[[ Listed records open ]]

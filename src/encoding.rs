#![forbid(unsafe_code)]

use encoding_rs::{Encoding, UTF_8};

/// Character encoding used for remote paths and file names.
///
/// SFTP version 3 predates the protocol's UTF-8 mandate, so servers
/// ship names in whatever encoding the remote filesystem uses. The
/// default is UTF-8; anything else can be selected by WHATWG label.
#[derive(Debug, Clone, Copy, PartialEq, Eq)]
pub struct PathEncoding(&'static Encoding);

impl PathEncoding {
    pub const UTF8: PathEncoding = PathEncoding(UTF_8);

    /// Looks up an encoding by WHATWG label, e.g. `"shift_jis"`.
    pub fn for_label(label: &str) -> Option<Self> {
        Encoding::for_label(label.as_bytes()).map(PathEncoding)
    }

    /// Encodes a path for the wire. Characters the encoding cannot
    /// represent become numeric character references, matching
    /// `encoding_rs` behavior.
    pub fn encode(&self, path: &str) -> Vec<u8> {
        let (bytes, _, _) = self.0.encode(path);
        bytes.into_owned()
    }

    /// Decodes a remote name, substituting replacement characters
    /// for malformed sequences rather than failing.
    pub fn decode(&self, raw: &[u8]) -> String {
        let (text, _, _) = self.0.decode(raw);
        text.into_owned()
    }
}

impl Default for PathEncoding {
    fn default() -> Self {
        Self::UTF8
    }
}

#[cfg(test)]
mod tests {
    use super::*;
    use pretty_assertions::assert_eq;

    #[test]
    fn utf8_round_trip() {
        let enc = PathEncoding::default();
        let path = "dir/ファイル.txt";
        assert_eq!(enc.decode(&enc.encode(path)), path);
    }

    #[test]
    fn malformed_input_decodes_with_replacement() {
        let enc = PathEncoding::UTF8;
        assert_eq!(enc.decode(&[b'a', 0xff, b'b']), "a\u{fffd}b");
    }

    #[test]
    fn label_lookup() {
        let sjis = PathEncoding::for_label("shift_jis").unwrap();
        assert_eq!(sjis.decode(&[0x83, 0x65, 0x83, 0x58, 0x83, 0x67]), "テスト");
        assert!(PathEncoding::for_label("no-such-encoding").is_none());
    }
}
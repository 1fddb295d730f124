#![forbid(unsafe_code)]
#![doc = include_str!("../README.md")]

mod byte_queue;
mod channel;
mod client;
mod encoding;
mod metadata;
mod receiver;
mod scp;
mod transfer;
mod wire;

pub use sftp_channel_error::Error;

pub use channel::{Channel, ChannelEventSink, ChannelStatus, SecureConnection};
pub use client::{SftpClient, DEFAULT_PROTOCOL_TIMEOUT, FILE_TRANSFER_BLOCK_SIZE};
pub use encoding::PathEncoding;
pub use metadata::{DirEntry, FileAttrs};
pub use scp::ScpChannelStream;
pub use transfer::{Cancellation, Progress, TransferStatus};

pub use wire::{
    SSH_FXF_APPEND, SSH_FXF_CREAT, SSH_FXF_EXCL, SSH_FXF_READ, SSH_FXF_TRUNC, SSH_FXF_WRITE,
    SSH_FX_BAD_MESSAGE, SSH_FX_CONNECTION_LOST, SSH_FX_EOF, SSH_FX_FAILURE, SSH_FX_NO_CONNECTION,
    SSH_FX_NO_SUCH_FILE, SSH_FX_OK, SSH_FX_OP_UNSUPPORTED, SSH_FX_PERMISSION_DENIED,
};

[[ Listed records closed ]]

Exercise goal –
Repeat all the entries word for word.

Solution to the problem –
filename src/encoding.rs
#![forbid(unsafe_code)]

use encoding_rs::{Encoding, UTF_8};

/// Character encoding used for remote paths and file names.
///
/// SFTP version 3 predates the protocol's UTF-8 mandate, so servers
/// ship names in whatever encoding the remote filesystem uses. The
/// default is UTF-8; anything else can be selected by WHATWG label.
#[derive(Debug, Clone, Copy, PartialEq, Eq)]
pub struct PathEncoding(&'static Encoding);

impl PathEncoding {
    pub const UTF8: PathEncoding = PathEncoding(UTF_8);

    /// Looks up an encoding by WHATWG label, e.g. `"shift_jis"`.
    pub fn for_label(label: &str) -> Option<Self> {
        Encoding::for_label(label.as_bytes()).map(PathEncoding)
    }

    /// Encodes a path for the wire. Characters the encoding cannot
    /// represent become numeric character references, matching
    /// `encoding_rs` behavior.
    pub fn encode(&self, path: &str) -> Vec<u8> {
        let (bytes, _, _) = self.0.encode(path);
        bytes.into_owned()
    }

    /// Decodes a remote name, substituting replacement characters
    /// for malformed sequences rather than failing.
    pub fn decode(&self, raw: &[u8]) -> String {
        let (text, _, _) = self.0.decode(raw);
        text.into_owned()
    }
}

impl Default for PathEncoding {
    fn default() -> Self {
        Self::UTF8
    }
}

#[cfg(test)]
mod tests {
    use super::*;
    use pretty_assertions::assert_eq;

    #[test]
    fn utf8_round_trip() {
        let enc = PathEncoding::default();
        let path = "dir/ファイル.txt";
        assert_eq!(enc.decode(&enc.encode(path)), path);
    }

    #[test]
    fn malformed_input_decodes_with_replacement() {
        let enc = PathEncoding::UTF8;
        assert_eq!(enc.decode(&[b'a', 0xff, b'b']), "a\u{fffd}b");
    }

    #[test]
    fn label_lookup() {
        let sjis = PathEncoding::for_label("shift_jis").unwrap();
        assert_eq!(sjis.decode(&[0x83, 0x65, 0x83, 0x58, 0x83, 0x67]), "テスト");
        assert!(PathEncoding::for_label("no-such-encoding").is_none());
    }
}
repository 1fddb295d730f124
#![forbid(unsafe_code)]
#![doc = include_str!("../README.md")]

mod byte_queue;
mod channel;
mod client;
mod encoding;
mod metadata;
mod receiver;
mod scp;
mod transfer;
mod wire;

pub use sftp_channel_error::Error;

pub use channel::{Channel, ChannelEventSink, ChannelStatus, SecureConnection};
pub use client::{SftpClient, DEFAULT_PROTOCOL_TIMEOUT, FILE_TRANSFER_BLOCK_SIZE};
pub use encoding::PathEncoding;
pub use metadata::{DirEntry, FileAttrs};
pub use scp::ScpChannelStream;
pub use transfer::{Cancellation, Progress, TransferStatus};

pub use wire::{
    SSH_FXF_APPEND, SSH_FXF_CREAT, SSH_FXF_EXCL, SSH_FXF_READ, SSH_FXF_TRUNC, SSH_FXF_WRITE,
    SSH_FX_BAD_MESSAGE, SSH_FX_CONNECTION_LOST, SSH_FX_EOF, SSH_FX_FAILURE, SSH_FX_NO_CONNECTION,
    SSH_FX_NO_SUCH_FILE, SSH_FX_OK, SSH_FX_OP_UNSUPPORTED, SSH_FX_PERMISSION_DENIED,
};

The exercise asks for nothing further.